Voor Griekenland is juist de waarde van de euro weer te hoog, omdat ze een tekort op de lopende rekening hebben: ze importeren meer dan ze exporteren. “Dit komt doordat de productiviteit, de mate waarin arbeid tot resultaat leidt, te laag is in Griekenland,” legt Sterken uit. Deze lage productiviteit is terug te zien in het hoge werkloosheidspercentage in Griekenland: 24.9% in Griekenland t.o.v. 6.9% in Nederland. Door de lage productiviteit zijn de kosten van produceren hoger, waardoor producten duurder zijn en dus minder geëxporteerd worden.

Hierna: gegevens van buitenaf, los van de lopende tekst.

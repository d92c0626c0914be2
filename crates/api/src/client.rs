//! 원격 서비스 API 추상화
//!
//! [`ApiClient`] 트레이트는 엔진과 CLI가 사용하는 전송 연산을 정의합니다.
//! 운영 코드는 [`HttpApiClient`]를, 테스트는 [`MockApiClient`](crate::MockApiClient)를 사용합니다.
//!
//! ```text
//! Inspector ──▶ ApiClient (trait)
//!                 │        │
//!                 ▼        ▼
//!          HttpApiClient  MockApiClient
//!                 │
//!                 ▼
//!          remote service
//! ```

use std::future::Future;

use reqwest::{RequestBuilder, StatusCode};
use serde::{Deserialize, Serialize};
use tracing::{debug, warn};

use depwatch_core::config::ServerConfig;

use crate::error::ApiError;

/// 작업 시작 신호 엔드포인트
pub const START_CHECK_PATH: &str = "/message/v2/access/client/start_check";

/// 작업 결과 제출 엔드포인트
pub const SUBMIT_RESULT_PATH: &str = "/message/v2/access/client/submit_result";

/// 파일 업로드 엔드포인트 (딥 스캔, 바이너리/펌웨어 스캔)
pub const UPLOAD_FILE_PATH: &str = "/message/v2/access/client/upload_file";

/// 원격 서비스 전송 연산
///
/// 트레이트는 `Send + Sync + 'static`이므로 `Arc`로 감싸 비동기 작업 간에 공유할 수 있습니다.
pub trait ApiClient: Send + Sync + 'static {
    /// 작업 시작 신호를 보냅니다.
    ///
    /// 결과 제출 전에 작업마다 한 번 호출합니다. 빈 작업 ID는 호출 측 버그입니다.
    fn submit_start_signal(
        &self,
        task_id: &str,
    ) -> impl Future<Output = Result<(), ApiError>> + Send;

    /// 직렬화 가능한 작업 결과를 제출합니다.
    fn submit_result<T: Serialize + Sync>(
        &self,
        task_id: &str,
        result: &T,
    ) -> impl Future<Output = Result<(), ApiError>> + Send;

    /// 파일 하나를 업로드합니다.
    ///
    /// `relative_path`는 스캔 대상 루트 기준 경로입니다.
    fn upload_file(
        &self,
        task_id: &str,
        relative_path: &str,
        content: Vec<u8>,
    ) -> impl Future<Output = Result<(), ApiError>> + Send;
}

#[derive(Debug, Serialize)]
struct StartCheckRequest<'a> {
    task_info: &'a str,
}

#[derive(Debug, Serialize)]
struct SubmitResultRequest<'a, T> {
    task_info: &'a str,
    result: &'a T,
}

#[derive(Debug, Deserialize)]
struct ErrorEnvelope {
    error: ErrorBody,
}

#[derive(Debug, Deserialize)]
struct ErrorBody {
    code: i64,
    #[serde(default)]
    message: String,
    #[serde(default)]
    details: String,
}

/// reqwest 기반 운영 클라이언트
///
/// 모든 요청에 `Authorization: Bearer <token>` 헤더를 붙입니다.
#[derive(Debug, Clone)]
pub struct HttpApiClient {
    client: reqwest::Client,
    base_url: String,
    token: String,
}

impl HttpApiClient {
    /// 서버 설정과 토큰으로 클라이언트를 생성합니다.
    ///
    /// 토큰이 비어있으면 [`ApiError::TokenInvalid`]를 반환합니다.
    pub fn new(server: &ServerConfig, token: impl Into<String>) -> Result<Self, ApiError> {
        let token = token.into().trim().to_owned();
        if token.is_empty() {
            return Err(ApiError::TokenInvalid);
        }

        if server.tls_allow_insecure {
            warn!("TLS certificate verification disabled");
        }

        let client = reqwest::Client::builder()
            .timeout(server.request_timeout())
            .danger_accept_invalid_certs(server.tls_allow_insecure)
            .user_agent(concat!("depwatch/", env!("CARGO_PKG_VERSION")))
            .build()
            .map_err(|e| ApiError::Request(format!("build http client: {e}")))?;

        Ok(Self {
            client,
            base_url: server.normalized_base_url(),
            token,
        })
    }

    /// 정규화된 서비스 기본 주소
    pub fn base_url(&self) -> &str {
        &self.base_url
    }

    fn post(&self, path: &str) -> RequestBuilder {
        self.client
            .post(format!("{}{}", self.base_url, path))
            .bearer_auth(&self.token)
    }

    async fn send(&self, request: RequestBuilder) -> Result<(), ApiError> {
        let response = request.send().await?;
        let status = response.status();
        let body = response
            .bytes()
            .await
            .map_err(|e| ApiError::Request(format!("read response body failed: {e}")))?;
        debug!(status = status.as_u16(), size = body.len(), "response received");

        if status.is_success() {
            return Ok(());
        }
        if status.is_client_error() || status.is_server_error() {
            return Err(parse_error_body(status, &body));
        }
        Err(ApiError::Request(format!("http code {status}")))
    }
}

/// 4xx/5xx 응답 본문을 구조화된 에러로 변환합니다.
fn parse_error_body(status: StatusCode, body: &[u8]) -> ApiError {
    match serde_json::from_slice::<ErrorEnvelope>(body) {
        Ok(envelope) => ApiError::Application {
            status: status.as_u16(),
            code: envelope.error.code,
            message: envelope.error.message,
            details: envelope.error.details,
        },
        Err(e) => {
            debug!(error = %e, "error body is not structured");
            ApiError::ParseErrorBody {
                status: status.as_u16(),
            }
        }
    }
}

impl ApiClient for HttpApiClient {
    async fn submit_start_signal(&self, task_id: &str) -> Result<(), ApiError> {
        debug_assert!(!task_id.is_empty(), "task id must not be empty");
        debug!(task_id, "send start signal");
        self.send(
            self.post(START_CHECK_PATH)
                .json(&StartCheckRequest { task_info: task_id }),
        )
        .await
    }

    async fn submit_result<T: Serialize + Sync>(
        &self,
        task_id: &str,
        result: &T,
    ) -> Result<(), ApiError> {
        debug!(task_id, "submit result");
        self.send(self.post(SUBMIT_RESULT_PATH).json(&SubmitResultRequest {
            task_info: task_id,
            result,
        }))
        .await
    }

    async fn upload_file(
        &self,
        task_id: &str,
        relative_path: &str,
        content: Vec<u8>,
    ) -> Result<(), ApiError> {
        debug!(task_id, path = relative_path, size = content.len(), "upload file");
        self.send(
            self.post(UPLOAD_FILE_PATH)
                .query(&[("task_info", task_id), ("path", relative_path)])
                .header(reqwest::header::CONTENT_TYPE, "application/octet-stream")
                .body(content),
        )
        .await
    }
}

#[cfg(test)]
mod tests {
    use super::*;

    fn server(url: &str) -> ServerConfig {
        ServerConfig {
            base_url: url.to_owned(),
            ..ServerConfig::default()
        }
    }

    #[test]
    fn blank_token_is_rejected() {
        let result = HttpApiClient::new(&server("https://sca.example.com"), "  ");
        assert!(matches!(result, Err(ApiError::TokenInvalid)));
    }

    #[test]
    fn base_url_is_normalized() {
        let client = HttpApiClient::new(&server(" https://sca.example.com/// "), "t").unwrap();
        assert_eq!(client.base_url(), "https://sca.example.com");
    }

    #[test]
    fn structured_error_body_is_parsed() {
        let body = br#"{"error":{"code":4001,"message":"bad","details":"token expired"}}"#;
        let err = parse_error_body(StatusCode::UNAUTHORIZED, body);
        assert_eq!(
            err,
            ApiError::Application {
                status: 401,
                code: 4001,
                message: "bad".to_owned(),
                details: "token expired".to_owned(),
            }
        );
    }

    #[test]
    fn missing_optional_error_fields_default_to_empty() {
        let err = parse_error_body(StatusCode::BAD_REQUEST, br#"{"error":{"code":1}}"#);
        assert_eq!(err.to_string(), "[1]");
    }

    #[test]
    fn unstructured_error_body_is_reported() {
        let err = parse_error_body(StatusCode::BAD_GATEWAY, b"<html>bad gateway</html>");
        assert_eq!(err, ApiError::ParseErrorBody { status: 502 });
    }
}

Als de gulden er nog was, zou de wisselkoers van de gulden stijgen door de grote export. Er worden namelijk meer guldens gevraagd dan aangeboden. De export van Nederland zou door de hoge wisselkoers weer dalen, omdat Nederlandse producten dan meer geld kosten om aan te schaffen. Door de gemeenschappelijke wisselkoers van de euro, is deze stijging van de wisselkoers en dus de daling van export van Nederland niet mogelijk. In Griekenland zou juist het tegenovergestelde gebeuren als de drachme er nog was: door een verlaagde wisselkoers zou de export stijgen. Dit is alleen door de euro niet mogelijk.
Wat nu met de euro?
Dan maar de euro opgeven? Ophouden met de euro kan ook niet zomaar, omdat het geld en onzekerheid kost. Koolmees: “Je hebt risico’s op korte en lange termijn: Je hebt het risico van de koers, belemmeringen in de handel en de transparantie zal verdwijnen.”
Klamer: “De euro kan niet zomaar verdwijnen, maar zolang een internationale euro van kracht blijft naast landelijke munten, zullen de kosten van omzetting misschien meevallen.”